(GIVEN DATA begins)

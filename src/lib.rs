//! Application core for a quote-browsing widget: a card carousel backed by a
//! remote collection, a local bookmark list, and a composer for new quotes.
//! The core is headless; shells drive it with [`Event`]s, execute the HTTP
//! requests it emits, and render from the [`ViewModel`].

#![forbid(unsafe_code)]
#![deny(clippy::all)]
#![warn(clippy::pedantic)]
#![allow(clippy::module_name_repetitions)]

pub mod capabilities;
pub mod event;
pub mod model;

use serde::{Deserialize, Serialize};

pub use app::App;
pub use capabilities::{Capabilities, Effect};
pub use crux_core::{render::Render, App as CruxApp};
pub use event::Event;
pub use model::{
    fallback_quotes, placeholder_quote, CreateQuoteRequest, Draft, Gradient, Model,
    PendingSubmission, Quote, QuoteId, GRADIENT_PALETTE, NEUTRAL_GRADIENT,
};

pub const QUOTES_ENDPOINT: &str = "/api/quotes";
pub const LIST_QUOTES_TIMEOUT_MS: u64 = 10_000;
pub const CREATE_QUOTE_TIMEOUT_MS: u64 = 15_000;

#[derive(Copy, Clone, Debug, PartialEq, Eq, Hash, Serialize, Deserialize)]
pub enum ErrorKind {
    Network,
    Timeout,
    Validation,
    NotFound,
    Deserialization,
    Internal,
    Unknown,
}

impl ErrorKind {
    #[must_use]
    pub const fn code(self) -> &'static str {
        match self {
            Self::Network => "NETWORK_ERROR",
            Self::Timeout => "TIMEOUT",
            Self::Validation => "VALIDATION_ERROR",
            Self::NotFound => "NOT_FOUND",
            Self::Deserialization => "DESERIALIZATION_ERROR",
            Self::Internal => "INTERNAL_ERROR",
            Self::Unknown => "UNKNOWN_ERROR",
        }
    }
}

/// Application-level error. Both recognized failures (list fetch, create)
/// recover locally; this type only ever reaches the shell as a message.
#[derive(Clone, Debug, PartialEq, Serialize, Deserialize)]
pub struct AppError {
    pub kind: ErrorKind,
    pub message: String,
}

impl AppError {
    #[must_use]
    pub fn new(kind: ErrorKind, message: impl Into<String>) -> Self {
        Self {
            kind,
            message: message.into(),
        }
    }

    #[must_use]
    pub const fn code(&self) -> &'static str {
        self.kind.code()
    }

    /// Map a non-2xx response, using the backend's `{"error": ...}` body for
    /// the message when it parses.
    #[must_use]
    pub fn from_http_status(status: u16, body: Option<&[u8]>) -> Self {
        let kind = match status {
            400 => ErrorKind::Validation,
            404 => ErrorKind::NotFound,
            408 => ErrorKind::Timeout,
            500..=599 => ErrorKind::Internal,
            _ => ErrorKind::Unknown,
        };

        let message = body
            .and_then(|b| serde_json::from_slice::<ApiErrorResponse>(b).ok())
            .map(|e| e.error)
            .filter(|m| !m.is_empty())
            .unwrap_or_else(|| format!("HTTP error: {status}"));

        Self::new(kind, message)
    }

    #[must_use]
    pub fn from_http_error(error: &capabilities::HttpError) -> Self {
        use crate::capabilities::HttpError;

        let kind = match error {
            HttpError::Connection { .. } => ErrorKind::Network,
            HttpError::Timeout { .. } => ErrorKind::Timeout,
            HttpError::InvalidResponse { .. } => ErrorKind::Deserialization,
            HttpError::InvalidUrl { .. }
            | HttpError::InvalidRequest { .. }
            | HttpError::Serialization { .. } => ErrorKind::Internal,
        };

        Self::new(kind, error.to_string())
    }

    #[must_use]
    pub fn user_facing_message(&self) -> String {
        match self.kind {
            ErrorKind::Network => {
                "Unable to connect. Please check your internet connection and try again.".into()
            }
            ErrorKind::Timeout => "The request timed out. Please try again.".into(),
            ErrorKind::Validation => self.message.clone(),
            ErrorKind::NotFound => "The requested item could not be found.".into(),
            ErrorKind::Deserialization => {
                "A data error occurred. Please contact support if this persists.".into()
            }
            ErrorKind::Internal | ErrorKind::Unknown => {
                "An unexpected error occurred. Please try again.".into()
            }
        }
    }
}

impl std::fmt::Display for AppError {
    fn fmt(&self, f: &mut std::fmt::Formatter<'_>) -> std::fmt::Result {
        write!(f, "[{}] {}", self.code(), self.message)
    }
}

impl std::error::Error for AppError {}

#[derive(Debug, Clone, Deserialize)]
struct ApiErrorResponse {
    #[serde(default)]
    error: String,
}

/// One card's worth of quote data, plus the bookmark affordance state.
#[derive(Clone, Debug, PartialEq, Eq, Serialize, Deserialize)]
pub struct QuoteCard {
    pub id: u64,
    pub text: String,
    pub author: String,
    pub category: String,
    pub color: String,
    pub is_saved: bool,
}

impl QuoteCard {
    fn from_quote(quote: &Quote, model: &Model) -> Self {
        Self {
            id: quote.id.0,
            text: quote.text.clone(),
            author: quote.author.clone(),
            category: quote.category.clone(),
            color: quote.color.as_str().to_string(),
            is_saved: model.is_saved(quote.id),
        }
    }
}

/// Which of the four mutually exclusive screen states to present. Fixed
/// precedence: loading > error > empty > content.
#[derive(Clone, Debug, PartialEq, Eq, Serialize, Deserialize)]
#[serde(tag = "type", rename_all = "snake_case")]
pub enum Screen {
    Loading,
    Error { message: String },
    Empty,
    Content { position: usize, total: usize },
}

#[derive(Clone, Debug, PartialEq, Eq, Serialize, Deserialize)]
pub struct ComposerView {
    pub is_open: bool,
    pub text: String,
    pub author: String,
    pub category: String,
    pub can_submit: bool,
    pub is_submitting: bool,
}

#[derive(Clone, Debug, PartialEq, Eq, Serialize, Deserialize)]
pub struct ViewModel {
    pub screen: Screen,
    /// Always present, falling back to the placeholder card on an empty
    /// list, so shells never index out of range.
    pub current_quote: QuoteCard,
    pub saved_quotes: Vec<QuoteCard>,
    pub composer: ComposerView,
    pub dark_mode: bool,
}

pub mod app {
    use rand::Rng;
    use tracing::{debug, warn};

    use super::{
        AppError, ComposerView, ErrorKind, Event, Model, QuoteCard, Screen, ViewModel,
        CREATE_QUOTE_TIMEOUT_MS, LIST_QUOTES_TIMEOUT_MS, QUOTES_ENDPOINT,
    };
    use crate::capabilities::{Capabilities, HttpRequest, HttpResult};
    use crate::model::{self, Draft, Gradient, PendingSubmission, Quote};

    #[derive(Default)]
    pub struct App;

    impl App {
        fn random_gradient() -> Gradient {
            let index = rand::thread_rng().gen_range(0..model::GRADIENT_PALETTE.len());
            Gradient::from(model::GRADIENT_PALETTE[index])
        }

        fn send_list_quotes(caps: &Capabilities) {
            let request = match HttpRequest::get(QUOTES_ENDPOINT) {
                Ok(request) => request.with_timeout_ms(LIST_QUOTES_TIMEOUT_MS),
                Err(e) => {
                    warn!(error = %e, "failed to build list request");
                    return;
                }
            };

            debug!(request_id = request.request_id(), "fetching quote list");
            caps.http
                .send(request, |result| Event::QuotesFetched(Box::new(result)));
        }

        fn send_create_quote(submission: &PendingSubmission, caps: &Capabilities) {
            let request = match HttpRequest::post(QUOTES_ENDPOINT)
                .and_then(|request| request.with_json(&submission.request_body()))
            {
                Ok(request) => request.with_timeout_ms(CREATE_QUOTE_TIMEOUT_MS),
                Err(e) => {
                    warn!(error = %e, "failed to build create request");
                    return;
                }
            };

            debug!(request_id = request.request_id(), "creating quote");
            caps.http
                .send(request, |result| Event::QuoteCreated(Box::new(result)));
        }

        /// Collapse a shell result into either the decoded 2xx body or an
        /// [`AppError`]; transport failures, non-2xx statuses, and
        /// unparseable bodies all land in the error arm.
        fn parse_response<T: serde::de::DeserializeOwned>(
            result: HttpResult,
        ) -> Result<T, AppError> {
            match result {
                Ok(response) if response.is_success() => response
                    .json::<T>()
                    .map_err(|e| AppError::new(ErrorKind::Deserialization, e.to_string())),
                Ok(response) => Err(AppError::from_http_status(
                    response.status(),
                    Some(response.body()),
                )),
                Err(e) => Err(AppError::from_http_error(&e)),
            }
        }
    }

    impl crux_core::App for App {
        type Event = Event;
        type Model = Model;
        type ViewModel = ViewModel;
        type Capabilities = Capabilities;

        fn update(&self, event: Event, model: &mut Model, caps: &Capabilities) {
            debug!(event = event.name(), "handling event");

            match event {
                Event::AppStarted => {
                    model.is_loading = true;
                    model.load_error = None;
                    Self::send_list_quotes(caps);
                    caps.render.render();
                }

                Event::QuotesFetched(result) => {
                    model.is_loading = false;
                    match Self::parse_response::<Vec<Quote>>(*result) {
                        Ok(quotes) => {
                            debug!(count = quotes.len(), "quote list loaded");
                            model.quotes = quotes;
                            model.current_index = 0;
                        }
                        Err(error) => {
                            warn!(code = error.code(), "list fetch failed, installing fallback set");
                            model.load_error = Some(error);
                            model.quotes = model::fallback_quotes();
                            model.current_index = 0;
                        }
                    }
                    caps.render.render();
                }

                Event::NextQuote => {
                    model.next_quote();
                    caps.render.render();
                }

                Event::PreviousQuote => {
                    model.previous_quote();
                    caps.render.render();
                }

                Event::SaveRequested => {
                    if let Some(quote) = model.current_quote().cloned() {
                        model.save(quote);
                    }
                    caps.render.render();
                }

                Event::ComposerOpened => {
                    model.composer_open = true;
                    caps.render.render();
                }

                Event::ComposerClosed => {
                    model.composer_open = false;
                    caps.render.render();
                }

                Event::DraftTextChanged(text) => {
                    model.draft.text = text;
                    caps.render.render();
                }

                Event::DraftAuthorChanged(author) => {
                    model.draft.author = author;
                    caps.render.render();
                }

                Event::DraftCategoryChanged(category) => {
                    model.draft.category = category;
                    caps.render.render();
                }

                Event::SubmitDraft => {
                    if model.is_submitting() {
                        debug!("submission already in flight, ignoring");
                        return;
                    }
                    if !model.draft.is_complete() {
                        debug!("draft incomplete, ignoring submission");
                        return;
                    }

                    let submission = PendingSubmission {
                        text: model.draft.text.clone(),
                        author: model.draft.author.clone(),
                        category: model.draft.category.clone(),
                        color: Self::random_gradient(),
                    };
                    Self::send_create_quote(&submission, caps);
                    model.pending_submission = Some(submission);
                    caps.render.render();
                }

                Event::QuoteCreated(result) => {
                    let Some(submission) = model.pending_submission.take() else {
                        warn!("create response with no pending submission, dropping");
                        return;
                    };

                    match Self::parse_response::<Quote>(*result) {
                        Ok(quote) => {
                            debug!(id = quote.id.0, "quote created remotely");
                            model.quotes.push(quote);
                        }
                        Err(error) => {
                            warn!(code = error.code(), "create failed, appending locally");
                            let local = submission.into_local_quote(model.quotes.len());
                            model.quotes.push(local);
                        }
                    }

                    model.draft = Draft::default();
                    model.composer_open = false;
                    caps.render.render();
                }

                Event::DarkModeToggled => {
                    model.dark_mode = !model.dark_mode;
                    caps.render.render();
                }
            }
        }

        fn view(&self, model: &Model) -> ViewModel {
            let screen = if model.is_loading {
                Screen::Loading
            } else if let Some(error) = &model.load_error {
                Screen::Error {
                    message: error.user_facing_message(),
                }
            } else if model.quotes.is_empty() {
                Screen::Empty
            } else {
                Screen::Content {
                    position: model.current_index + 1,
                    total: model.quotes.len(),
                }
            };

            let current_quote = model.current_quote().map_or_else(
                || QuoteCard::from_quote(&model::placeholder_quote(), model),
                |quote| QuoteCard::from_quote(quote, model),
            );

            ViewModel {
                screen,
                current_quote,
                saved_quotes: model
                    .saved
                    .iter()
                    .map(|quote| QuoteCard::from_quote(quote, model))
                    .collect(),
                composer: ComposerView {
                    is_open: model.composer_open,
                    text: model.draft.text.clone(),
                    author: model.draft.author.clone(),
                    category: model.draft.category.clone(),
                    can_submit: model.draft.is_complete() && !model.is_submitting(),
                    is_submitting: model.is_submitting(),
                },
                dark_mode: model.dark_mode,
            }
        }
    }
}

(GIVEN DATA ends)

**ASSIGNMENT**
Which of the lines in the data hold the string "failures"? Report each of them by copying it.

**WRITTEN REPLY**
/// Application-level error. Both recognized failures (list fetch, create)
        /// [`AppError`]; transport failures, non-2xx statuses, and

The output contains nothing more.